__What you have to do__. Only the lines below between the ones containing "around the realtime state" and "let terminate = async", inclusive, are to be reproduced, each exactly as it stands.

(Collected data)
____
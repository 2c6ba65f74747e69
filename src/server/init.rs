//! Server initialization
//!
//! Connects the canvas store, seeds credentials, wires the realtime core
//! and serves the router until a shutdown signal arrives.

use super::config::{AppConfig, SeedUser};
use crate::api::{canvas_routes, health_routes};
use anyhow::{Context, Result};
use axum::{routing::get, Extension, Router};
use inkboard_core::{CredentialVerifier, SqliteCanvasStore, TokenVerifier, UserDirectory};
use inkboard_realtime::{realtime_ws_handler, RealtimeState};
use sqlx::sqlite::SqlitePoolOptions;
use std::net::SocketAddr;
use std::sync::Arc;
use tokio_util::sync::CancellationToken;
use tower_http::{cors::CorsLayer, trace::TraceLayer};
use tracing::{info, warn};

/// Connect the store and build the realtime state
pub async fn build_state(config: &AppConfig) -> Result<Arc<RealtimeState>> {
    let pool = SqlitePoolOptions::new()
        .max_connections(config.database.max_connections.max(1))
        .connect(&config.database.url)
        .await
        .with_context(|| format!("Failed to connect to database: {}", config.database.url))?;

    let store = Arc::new(SqliteCanvasStore::new(pool));
    store
        .init()
        .await
        .context("Failed to initialize canvas tables")?;
    info!(url = %config.database.url, "Canvas store ready");

    let verifier = Arc::new(TokenVerifier::new());
    seed_users(&config.auth.users, store.as_ref(), &verifier).await?;
    if verifier.is_empty() {
        warn!("No users configured under [auth]; every join will be rejected");
    }

    Ok(Arc::new(RealtimeState::new(
        store,
        verifier,
        config.realtime.settings(),
    )))
}

async fn seed_users(
    users: &[SeedUser],
    directory: &dyn UserDirectory,
    verifier: &TokenVerifier,
) -> Result<()> {
    for user in users {
        directory
            .add_user(&user.id, &user.email)
            .await
            .with_context(|| format!("Failed to register user {}", user.id))?;
        verifier.register(&user.token, user.id.as_str(), user.expires_at);
    }
    info!(count = users.len(), "Seed users registered");
    Ok(())
}

/// Assemble the HTTP and WebSocket routes around the realtime state
pub fn build_router(state: Arc<RealtimeState>) -> Router {
    let verifier: Arc<dyn CredentialVerifier> = Arc::clone(&state.verifier);

    let ws_routes = Router::new()
        .route("/ws", get(realtime_ws_handler))
        .with_state(Arc::clone(&state));

    Router::new()
        .merge(health_routes(Arc::clone(&state)))
        .merge(canvas_routes(Arc::clone(&state.service)))
        .merge(ws_routes)
        .layer(Extension(verifier))
        .layer(TraceLayer::new_for_http())
        .layer(CorsLayer::permissive())
}

/// Run the server until Ctrl+C or SIGTERM
pub async fn run(config: AppConfig) -> Result<()> {
    info!("Starting Inkboard v{}", env!("CARGO_PKG_VERSION"));

    let state = build_state(&config).await?;
    let app = build_router(Arc::clone(&state));

    let addr: SocketAddr = format!("{}:{}", config.server.host, config.server.port)
        .parse()
        .context("Invalid server address")?;
    let listener = tokio::net::TcpListener::bind(addr)
        .await
        .with_context(|| format!("Failed to bind {}", addr))?;
    info!("HTTP server listening on http://{}", addr);
    info!("WebSocket endpoint at ws://{}/ws", addr);

    // Cancelling the realtime token closes open sockets, which lets the
    // graceful shutdown below complete
    axum::serve(listener, app)
        .with_graceful_shutdown(shutdown_signal(state.shutdown.clone()))
        .await
        .context("HTTP server error")?;

    state.shutdown_gracefully().await;
    info!("Inkboard shutdown complete");
    Ok(())
}

async fn shutdown_signal(token: CancellationToken) {
    let ctrl_c = async {
        if let Err(e) = tokio::signal::ctrl_c().await {
            warn!(error = %e, "Failed to listen for Ctrl+C");
            std::future::pending::<()>().await;
        }
    };

    #[cfg(unix)]
    let terminate = async {
        match tokio::signal::unix::signal(tokio::signal::unix::SignalKind::terminate()) {
            Ok(mut signal) => {
                signal.recv().await;
            }
            Err(e) => {
                warn!(error = %e, "Failed to listen for SIGTERM");
                std::future::pending::<()>().await;
            }
        }
    };

    #[cfg(not(unix))]
    let terminate = std::future::pending::<()>();

    tokio::select! {
        _ = ctrl_c => {},
        _ = terminate => {},
    }

    info!("Shutdown signal received, closing connections");
    token.cancel();
}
____
__Answer to this task__.
/// Assemble the HTTP and WebSocket routes around the realtime state
pub fn build_router(state: Arc<RealtimeState>) -> Router {
    let verifier: Arc<dyn CredentialVerifier> = Arc::clone(&state.verifier);

    let ws_routes = Router::new()
        .route("/ws", get(realtime_ws_handler))
        .with_state(Arc::clone(&state));

    Router::new()
        .merge(health_routes(Arc::clone(&state)))
        .merge(canvas_routes(Arc::clone(&state.service)))
        .merge(ws_routes)
        .layer(Extension(verifier))
        .layer(TraceLayer::new_for_http())
        .layer(CorsLayer::permissive())
}

/// Run the server until Ctrl+C or SIGTERM
pub async fn run(config: AppConfig) -> Result<()> {
    info!("Starting Inkboard v{}", env!("CARGO_PKG_VERSION"));

    let state = build_state(&config).await?;
    let app = build_router(Arc::clone(&state));

    let addr: SocketAddr = format!("{}:{}", config.server.host, config.server.port)
        .parse()
        .context("Invalid server address")?;
    let listener = tokio::net::TcpListener::bind(addr)
        .await
        .with_context(|| format!("Failed to bind {}", addr))?;
    info!("HTTP server listening on http://{}", addr);
    info!("WebSocket endpoint at ws://{}/ws", addr);

    // Cancelling the realtime token closes open sockets, which lets the
    // graceful shutdown below complete
    axum::serve(listener, app)
        .with_graceful_shutdown(shutdown_signal(state.shutdown.clone()))
        .await
        .context("HTTP server error")?;

    state.shutdown_gracefully().await;
    info!("Inkboard shutdown complete");
    Ok(())
}

async fn shutdown_signal(token: CancellationToken) {
    let ctrl_c = async {
        if let Err(e) = tokio::signal::ctrl_c().await {
            warn!(error = %e, "Failed to listen for Ctrl+C");
            std::future::pending::<()>().await;
        }
    };

    #[cfg(unix)]
    let terminate = async {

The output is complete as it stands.